Ghana and South Africa turn to floating power

Electricity in Africa
Electricity in Africa
By Busisipho Siyobi

South Africa and Ghana have considered the rental of power ships — a special purpose marine vehicle on which a power plant is installed as a short-term solution to solve the energy crisis. The Ghanaian government has requested two power ships from Turkish energy producer Karadeniz Holdings’ Karpowership unit.

This potential solution was presented to Eskom, the Department of Energy and the Department of Public Enterprises by the same Turkish company.

Department of Energy deputy director-general for policy, planning and clean energy Ompi Aphane said it was looking into short-term alternative solutions such as a power barge and power ships.

Karadeniz Holdings presented the power ships as an alternative to Eskom’s open cycle gas turbines that use expensive diesel to generate electricity during peak demand.

The two open cycle gas turbines plants were built on the basis that the technology had been proven all over the world with numerous suppliers, along with the advantage of being built in three to four years. The turbines, built in 2004, have a 1,000MW generation capacity and a life span of about 25 years.

Despite the turbines’ reliability, power ships are increasingly viewed as a more efficient alternative for mitigating SA’s energy crisis.

Instead of diesel, for instance, the power ships use heavy oil fuel to generate electricity, and Karpowership is planning to use natural gas in the long run. The energy producer also operates and maintains its own power ships with two-to five-year rental contracts. The technology allows a station to operate for 12 hours a day in a 12-day cycle and, when out of power, draws energy from a ship moored next to it.

In 2006, the Western Cape used a power ship during routine maintenance at Koeberg, when the utility rented a barge-mounted turbine to supply power. Thus, Eskom is aware of the potential of power ships, although Andrew Etzinger, Eskom’s head of integrated demand management, says Eskom is not convinced by the power ship proposal as a short-term solution for SA.

This is because the power ship only has a generation capacity of 310MW, which is too small to feed into the national grid.

But Brian Day, power expert and MD of the South African National Energy Association, argues that power ships are a suitable solution for SA’s power crisis because generation capacity of 310MW is equal to one unit of a two-unit 600MW power station, and power ships can deliver at R2-R2.50/kWh, substantially less than Eskom’s turbines, which cost R3-R4.50/kWh.
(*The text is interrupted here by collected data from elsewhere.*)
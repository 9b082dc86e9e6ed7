//! One TickContext per distinct tick position, kept in time order.
use std::ops::Deref;

use log::debug;

use crate::{
    error::{LayoutError, LayoutResult},
    primitives::TickPosition,
    settings::LayoutSettings,
};

use super::{TickContext, TickContextId, Tickable};

/// Mutable access to a slot of [TickContexts].
///
/// Everything but the tick position can be changed, use
/// [TickContexts::move_context] to move the slot in time.
#[derive(Debug)]
pub struct TickContextMut<'a, T> {
    context: &'a mut TickContext<T>,
}
impl<'a, T> Deref for TickContextMut<'a, T> {
    type Target = TickContext<T>;
    fn deref(&self) -> &Self::Target {
        self.context
    }
}
impl<'a, T: Tickable> TickContextMut<'a, T> {
    pub fn add_tickable(&mut self, tickable: impl Into<Option<T>>) -> LayoutResult<&mut Self> {
        self.context.add_tickable(tickable)?;
        Ok(self)
    }
    pub fn tickables_mut(&mut self) -> &mut [T] {
        self.context.tickables_mut()
    }
    pub fn measure(&mut self) -> &mut Self {
        self.context.measure();
        self
    }
    pub fn place(&mut self) -> &mut Self {
        self.context.place();
        self
    }
    pub fn set_x(&mut self, x: f64) -> &mut Self {
        self.context.set_x(x);
        self
    }
    pub fn set_pixels_used(&mut self, pixels_used: f64) -> &mut Self {
        self.context.set_pixels_used(pixels_used);
        self
    }
    pub fn set_padding(&mut self, padding: f64) -> &mut Self {
        self.context.set_padding(padding);
        self
    }
}

#[derive(Debug)]
pub struct TickContexts<T> {
    contexts: Vec<TickContext<T>>,
    next_id: usize,
    settings: LayoutSettings,
}
impl<T: Tickable> TickContexts<T> {
    pub fn new() -> Self {
        Self::with_settings(LayoutSettings::default())
    }
    pub fn with_settings(settings: LayoutSettings) -> Self {
        Self {
            contexts: Vec::new(),
            next_id: 0,
            settings,
        }
    }

    /// Add tickable to the slot at position, creating slot if needed.
    ///
    /// # Returns
    /// Id of the slot, which tickable now belongs to.
    pub fn add_tickable(
        &mut self,
        position: TickPosition,
        tickable: impl Into<Option<T>>,
    ) -> LayoutResult<TickContextId> {
        let tickable = tickable.into().ok_or(LayoutError::InvalidArgument(
            format!("Invalid tickable added at position {}.", position),
        ))?;
        let index = match self
            .contexts
            .iter()
            .position(|context| context.current_tick() >= position)
        {
            Some(idx) if self.contexts[idx].current_tick() == position => idx,
            Some(idx) => self.insert_context(idx, position),
            None => self.insert_context(self.contexts.len(), position),
        };
        let context = &mut self.contexts[index];
        context.add_tickable(tickable)?;
        Ok(context.id())
    }

    fn insert_context(&mut self, index: usize, position: TickPosition) -> usize {
        let id = TickContextId(self.next_id);
        self.next_id += 1;
        debug!("new tick context {:?} at {}", id, position);
        self.contexts
            .insert(index, TickContext::with_settings(id, position, &self.settings));
        index
    }

    pub fn get(&self, id: TickContextId) -> Option<&TickContext<T>> {
        self.contexts.iter().find(|context| context.id() == id)
    }
    pub fn get_mut(&mut self, id: TickContextId) -> Option<TickContextMut<T>> {
        self.contexts
            .iter_mut()
            .find(|context| context.id() == id)
            .map(|context| TickContextMut { context })
    }

    /// Move slot to another tick, keeping the time order.
    ///
    /// Fails, if the tick is taken by another slot.
    pub fn move_context(&mut self, id: TickContextId, tick: TickPosition) -> LayoutResult<()> {
        let index = self
            .contexts
            .iter()
            .position(|context| context.id() == id)
            .ok_or(LayoutError::InvalidArgument(format!(
                "No tick context with id {:?}",
                id
            )))?;
        if let Some(other) = self.at_position(tick) {
            if other.id() == id {
                return Ok(());
            }
            return Err(LayoutError::InvalidArgument(format!(
                "Tick {} is already taken by {:?}",
                tick,
                other.id()
            )));
        }
        let mut context = self.contexts.remove(index);
        context.set_current_tick(tick);
        let index = self
            .contexts
            .iter()
            .position(|context| context.current_tick() > tick)
            .unwrap_or(self.contexts.len());
        debug!("tick context {:?} moved to {}", id, tick);
        self.contexts.insert(index, context);
        Ok(())
    }
    pub fn at_position(&self, position: TickPosition) -> Option<&TickContext<T>> {
        self.contexts
            .iter()
            .find(|context| context.current_tick() == position)
    }

    /// The slot, following given one in time.
    pub fn next_context(&self, id: TickContextId) -> Option<&TickContext<T>> {
        let index = self.contexts.iter().position(|context| context.id() == id)?;
        self.contexts.get(index + 1)
    }

    pub fn iter(&self) -> impl Iterator<Item = &TickContext<T>> {
        self.contexts.iter()
    }
    pub fn len(&self) -> usize {
        self.contexts.len()
    }
    pub fn is_empty(&self) -> bool {
        self.contexts.is_empty()
    }

    pub fn measure_all(&mut self) -> &mut Self {
        for context in self.contexts.iter_mut() {
            context.measure();
        }
        self
    }
    pub fn place_all(&mut self) -> &mut Self {
        for context in self.contexts.iter_mut() {
            context.place();
        }
        self
    }
}
impl<T: Tickable> Default for TickContexts<T> {
    fn default() -> Self {
        Self::new()
    }
}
Karadeniz Holdings says the power ships can be ready within 60 to 180 days and will need an onshore substation to feed the power into.

However, the estimated costs of the power ships are still significantly more expensive than independent power producers (IPPs); therefore the government could look into opening up the market to IPPs as a short-term solution that may have long-term benefits.

For instance, the levellised costs of solar photovoltaic power in 2030 (in today’s prices) are projected to range from 54c-78c/kWh, with wind at about 60c/kWh.

If the government is to consider this proposal, there are important questions that it needs to address. What environmental effect will the procurement of power ships have in the construction of the onshore infrastructure? Given that the company proposed operating and maintaining its own power ships, are the costs inclusive of the rental, operation and maintenance?

Indeed, this deal may form part of the IPPs, but the costs seem uncompetitive when compared with solar or wind alternatives.

Therefore, power ships as a short-term solution need to be interrogated further, especially when weighed alongside the option of opening the market to other potential IPPs.